#### Problem requirements
Each line in the entries that has the word "target" has to be copied.

Saved data entries

· · · · ·

// Copyright (C) 2026 Michael Wilson <mike@mdwn.dev>
//
// This program is free software: you can redistribute it and/or modify it under
// the terms of the GNU General Public License as published by the Free Software
// Foundation, version 3.
//
// This program is distributed in the hope that it will be useful, but WITHOUT
// ANY WARRANTY; without even the implied warranty of MERCHANTABILITY or FITNESS
// FOR A PARTICULAR PURPOSE. See the GNU General Public License for more details.
//
// You should have received a copy of the GNU General Public License along with
// this program. If not, see <https://www.gnu.org/licenses/>.
//
use rand::Rng;

use super::envelope::Envelope;
use super::filter::LowPass;

/// How long the tonal oscillator rings, in seconds.
pub const OSCILLATOR_LENGTH: f64 = 1.5;

/// How long the noise transient lasts, in seconds.
pub const NOISE_LENGTH: f64 = 0.4;

/// Decay constant of the noise burst, in samples.
const NOISE_DECAY_SAMPLES: f64 = 1500.0;

const ACCENT_PEAK: f64 = 0.9;
const PEAK: f64 = 0.6;
const ACCENT_CUTOFF_HZ: f32 = 2200.0;
const CUTOFF_HZ: f32 = 1800.0;

/// One synthesized pluck: a triangle tone plus a decaying noise burst, low-passed and shaped
/// by a fixed gain envelope. Only the noise content is random.
#[derive(Debug)]
pub struct Pluck {
    frequency: f64,
    accent: bool,
    sample_rate: u32,
    /// Oscillator phase in [0, 1).
    phase: f64,
    /// Frames rendered so far.
    frame: u64,
    /// Frame at which the oscillator stops.
    end_frame: u64,
    noise: Vec<f32>,
    envelope: Envelope,
    filter: LowPass,
}

impl Pluck {
    /// Creates a pluck with noise drawn from the thread-local generator.
    pub fn new(frequency: f64, accent: bool, sample_rate: u32) -> Self {
        Self::with_rng(frequency, accent, sample_rate, &mut rand::thread_rng())
    }

    /// Creates a pluck with noise drawn from the given generator.
    pub fn with_rng<R: Rng + ?Sized>(
        frequency: f64,
        accent: bool,
        sample_rate: u32,
        rng: &mut R,
    ) -> Self {
        let noise_len = (sample_rate as f64 * NOISE_LENGTH) as usize;
        let noise = (0..noise_len)
            .map(|i| {
                let white: f64 = rng.gen_range(-1.0..=1.0);
                (white * (-(i as f64) / NOISE_DECAY_SAMPLES).exp()) as f32
            })
            .collect();

        let (peak, cutoff_hz) = if accent {
            (ACCENT_PEAK, ACCENT_CUTOFF_HZ)
        } else {
            (PEAK, CUTOFF_HZ)
        };

        Self {
            frequency,
            accent,
            sample_rate,
            phase: 0.0,
            frame: 0,
            end_frame: (sample_rate as f64 * OSCILLATOR_LENGTH).round() as u64,
            noise,
            envelope: Envelope::new(peak),
            filter: LowPass::new(cutoff_hz, sample_rate),
        }
    }

    pub fn frequency(&self) -> f64 {
        self.frequency
    }

    pub fn is_accented(&self) -> bool {
        self.accent
    }

    pub fn envelope(&self) -> &Envelope {
        &self.envelope
    }

    pub fn cutoff_hz(&self) -> f32 {
        self.filter.cutoff_hz()
    }

    /// Total length of the pluck in frames.
    pub fn duration_frames(&self) -> u64 {
        self.end_frame
    }

    pub fn is_finished(&self) -> bool {
        self.frame >= self.end_frame
    }

    /// Renders the next sample, or None once the oscillator has stopped.
    pub fn next_sample(&mut self) -> Option<f32> {
        if self.is_finished() {
            return None;
        }

        let t = self.frame as f64 / self.sample_rate as f64;
        let tone = triangle(self.phase);
        self.phase = (self.phase + self.frequency / self.sample_rate as f64).fract();

        let noise = self.noise.get(self.frame as usize).copied().unwrap_or(0.0);
        let filtered = self.filter.process(tone as f32 + noise);

        self.frame += 1;
        Some(filtered * self.envelope.gain_at(t) as f32)
    }
}

/// A triangle wave that starts at zero and rises to 1.0 at a quarter cycle.
fn triangle(phase: f64) -> f64 {
    4.0 * ((phase + 0.75).fract() - 0.5).abs() - 1.0
}
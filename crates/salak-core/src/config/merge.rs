//! Configuration merging logic
//!
//! Layers are applied onto an accumulating [`EffectiveConfig`]. The layer
//! applied last wins, with a per-field policy:
//! - `env`: union; once a flag is enabled no later layer disables it
//! - `parserOptions`: shallow key overwrite
//! - `plugins`: union
//! - `rules`: key-wise overwrite of the whole directive (severity + options)

use super::effective::EffectiveConfig;
use super::layer::{ConfigLayer, EnvFlags, ParserOptions, RuleMap};
use indexmap::IndexSet;

impl EffectiveConfig {
    /// Apply an already resolved parent over this config (parent takes precedence)
    pub fn apply(&mut self, overlay: &EffectiveConfig) {
        Self::merge_env(&mut self.env, &overlay.env);
        Self::merge_parser_options(&mut self.parser_options, &overlay.parser_options);
        Self::merge_plugins(&mut self.plugins, &overlay.plugins);
        Self::merge_rule_map(&mut self.rules, &overlay.rules);
    }

    /// Apply a layer's own fields over this config (layer takes precedence)
    ///
    /// `name` and `extends` are not merged.
    pub fn apply_layer(&mut self, layer: &ConfigLayer) {
        Self::merge_env(&mut self.env, &layer.env);
        Self::merge_parser_options(&mut self.parser_options, &layer.parser_options);
        Self::merge_plugins(&mut self.plugins, &layer.plugins);
        Self::merge_rule_map(&mut self.rules, &layer.rules);
    }

    fn merge_env(target: &mut EnvFlags, source: &EnvFlags) {
        for (flag, &enabled) in source {
            let current = target.entry(flag.clone()).or_insert(false);
            *current |= enabled;
        }
    }

    fn merge_parser_options(target: &mut ParserOptions, source: &ParserOptions) {
        for (key, value) in source {
            target.insert(key.clone(), value.clone());
        }
    }

    fn merge_plugins(target: &mut IndexSet<String>, source: &IndexSet<String>) {
        for plugin in source {
            if !target.contains(plugin) {
                target.insert(plugin.clone());
            }
        }
    }

    /// Source directives replace target directives entirely
    fn merge_rule_map(target: &mut RuleMap, source: &RuleMap) {
        for (rule, directive) in source {
            target.insert(rule.clone(), directive.clone());
        }
    }
}

impl From<&ConfigLayer> for EffectiveConfig {
    fn from(layer: &ConfigLayer) -> Self {
        let mut config = EffectiveConfig::default();
        config.apply_layer(layer);
        config
    }
}
//! The fully merged configuration handed to the rule-evaluation engine

use super::layer::{EnvFlags, ParserOptions, RuleDirective, RuleMap, RuleSeverity, rule_namespace};
use indexmap::IndexSet;
use serde::{Deserialize, Serialize};

/// Result of resolving a layer's `extends` chain
///
/// Same shape as a layer minus `name` and `extends`. Serializes to exactly the
/// four top-level fields the external engine expects.
#[derive(Debug, Clone, Default, PartialEq, Serialize, Deserialize)]
#[serde(rename_all = "camelCase")]
pub struct EffectiveConfig {
    pub env: EnvFlags,
    pub parser_options: ParserOptions,
    pub plugins: IndexSet<String>,
    pub rules: RuleMap,
}

impl EffectiveConfig {
    /// Directive for a rule, if any layer configured it
    pub fn rule(&self, rule_id: &str) -> Option<&RuleDirective> {
        self.rules.get(rule_id)
    }

    /// Severity for a rule, if any layer configured it
    pub fn severity(&self, rule_id: &str) -> Option<RuleSeverity> {
        self.rules.get(rule_id).map(|directive| directive.severity)
    }

    /// Whether a rule is configured with a severity other than `off`
    pub fn is_enabled(&self, rule_id: &str) -> bool {
        self.severity(rule_id).is_some_and(|severity| severity.is_enabled())
    }

    /// Rules that will run, in configuration order
    pub fn enabled_rules(&self) -> impl Iterator<Item = (&str, &RuleDirective)> {
        self.rules
            .iter()
            .filter(|(_, directive)| directive.severity.is_enabled())
            .map(|(id, directive)| (id.as_str(), directive))
    }

    /// Whether an environment flag ended up enabled
    pub fn env_enabled(&self, flag: &str) -> bool {
        self.env.get(flag).copied().unwrap_or(false)
    }

    /// Rules belonging to a plugin namespace
    pub fn rules_in_namespace<'a>(
        &'a self,
        namespace: &'a str,
    ) -> impl Iterator<Item = (&'a str, &'a RuleDirective)> + 'a {
        self.rules
            .iter()
            .filter(move |(id, _)| rule_namespace(id) == Some(namespace))
            .map(|(id, directive)| (id.as_str(), directive))
    }

    /// Namespaces referenced by rule ids but missing from `plugins`
    pub fn undeclared_plugins(&self) -> IndexSet<&str> {
        self.rules
            .keys()
            .filter_map(|id| rule_namespace(id))
            .filter(|namespace| !self.plugins.contains(*namespace))
            .collect()
    }

    /// Serialize for the rule-evaluation engine
    pub fn to_json(&self) -> serde_json::Value {
        serde_json::json!(self)
    }
}

#[cfg(test)]
mod tests {
    use super::*;
    use serde_json::json;

    fn sample() -> EffectiveConfig {
        let mut config = EffectiveConfig::default();
        config.env.insert("browser".to_string(), true);
        config.env.insert("node".to_string(), false);
        config.plugins.insert("react".to_string());
        config.rules.insert("no-console".to_string(), RuleDirective::off());
        config.rules.insert(
            "quotes".to_string(),
            RuleDirective::with_options(RuleSeverity::Error, vec![json!("single")]),
        );
        config.rules.insert("react/jsx-key".to_string(), RuleDirective::error());
        config.rules.insert("lodash/prefer-map".to_string(), RuleDirective::warn());
        config
    }

    #[test]
    fn test_queries() {
        let config = sample();

        assert_eq!(config.severity("quotes"), Some(RuleSeverity::Error));
        assert!(!config.is_enabled("no-console"));
        assert!(!config.is_enabled("unknown-rule"));
        assert!(config.env_enabled("browser"));
        assert!(!config.env_enabled("node"));
        assert!(!config.env_enabled("worker"));

        let enabled: Vec<&str> = config.enabled_rules().map(|(id, _)| id).collect();
        assert_eq!(enabled, vec!["quotes", "react/jsx-key", "lodash/prefer-map"]);

        let react: Vec<&str> = config.rules_in_namespace("react").map(|(id, _)| id).collect();
        assert_eq!(react, vec!["react/jsx-key"]);
    }

    #[test]
    fn test_undeclared_plugins() {
        let config = sample();
        let undeclared: Vec<&str> = config.undeclared_plugins().into_iter().collect();
        assert_eq!(undeclared, vec!["lodash"]);
    }

    #[test]
    fn test_to_json_shape() {
        let value = sample().to_json();
        let keys: Vec<&String> = value.as_object().unwrap().keys().collect();
        assert_eq!(keys, vec!["env", "parserOptions", "plugins", "rules"]);
        assert_eq!(value["rules"]["no-console"], json!(["off"]));
        assert_eq!(value["rules"]["quotes"], json!(["error", "single"]));
        assert_eq!(value["plugins"], json!(["react"]));
    }
}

· · · · ·

#### Answer
    fn merge_env(target: &mut EnvFlags, source: &EnvFlags) {
            let current = target.entry(flag.clone()).or_insert(false);
    fn merge_parser_options(target: &mut ParserOptions, source: &ParserOptions) {
            target.insert(key.clone(), value.clone());
    fn merge_plugins(target: &mut IndexSet<String>, source: &IndexSet<String>) {
            if !target.contains(plugin) {
                target.insert(plugin.clone());
    /// Source directives replace target directives entirely
    fn merge_rule_map(target: &mut RuleMap, source: &RuleMap) {
            target.insert(rule.clone(), directive.clone());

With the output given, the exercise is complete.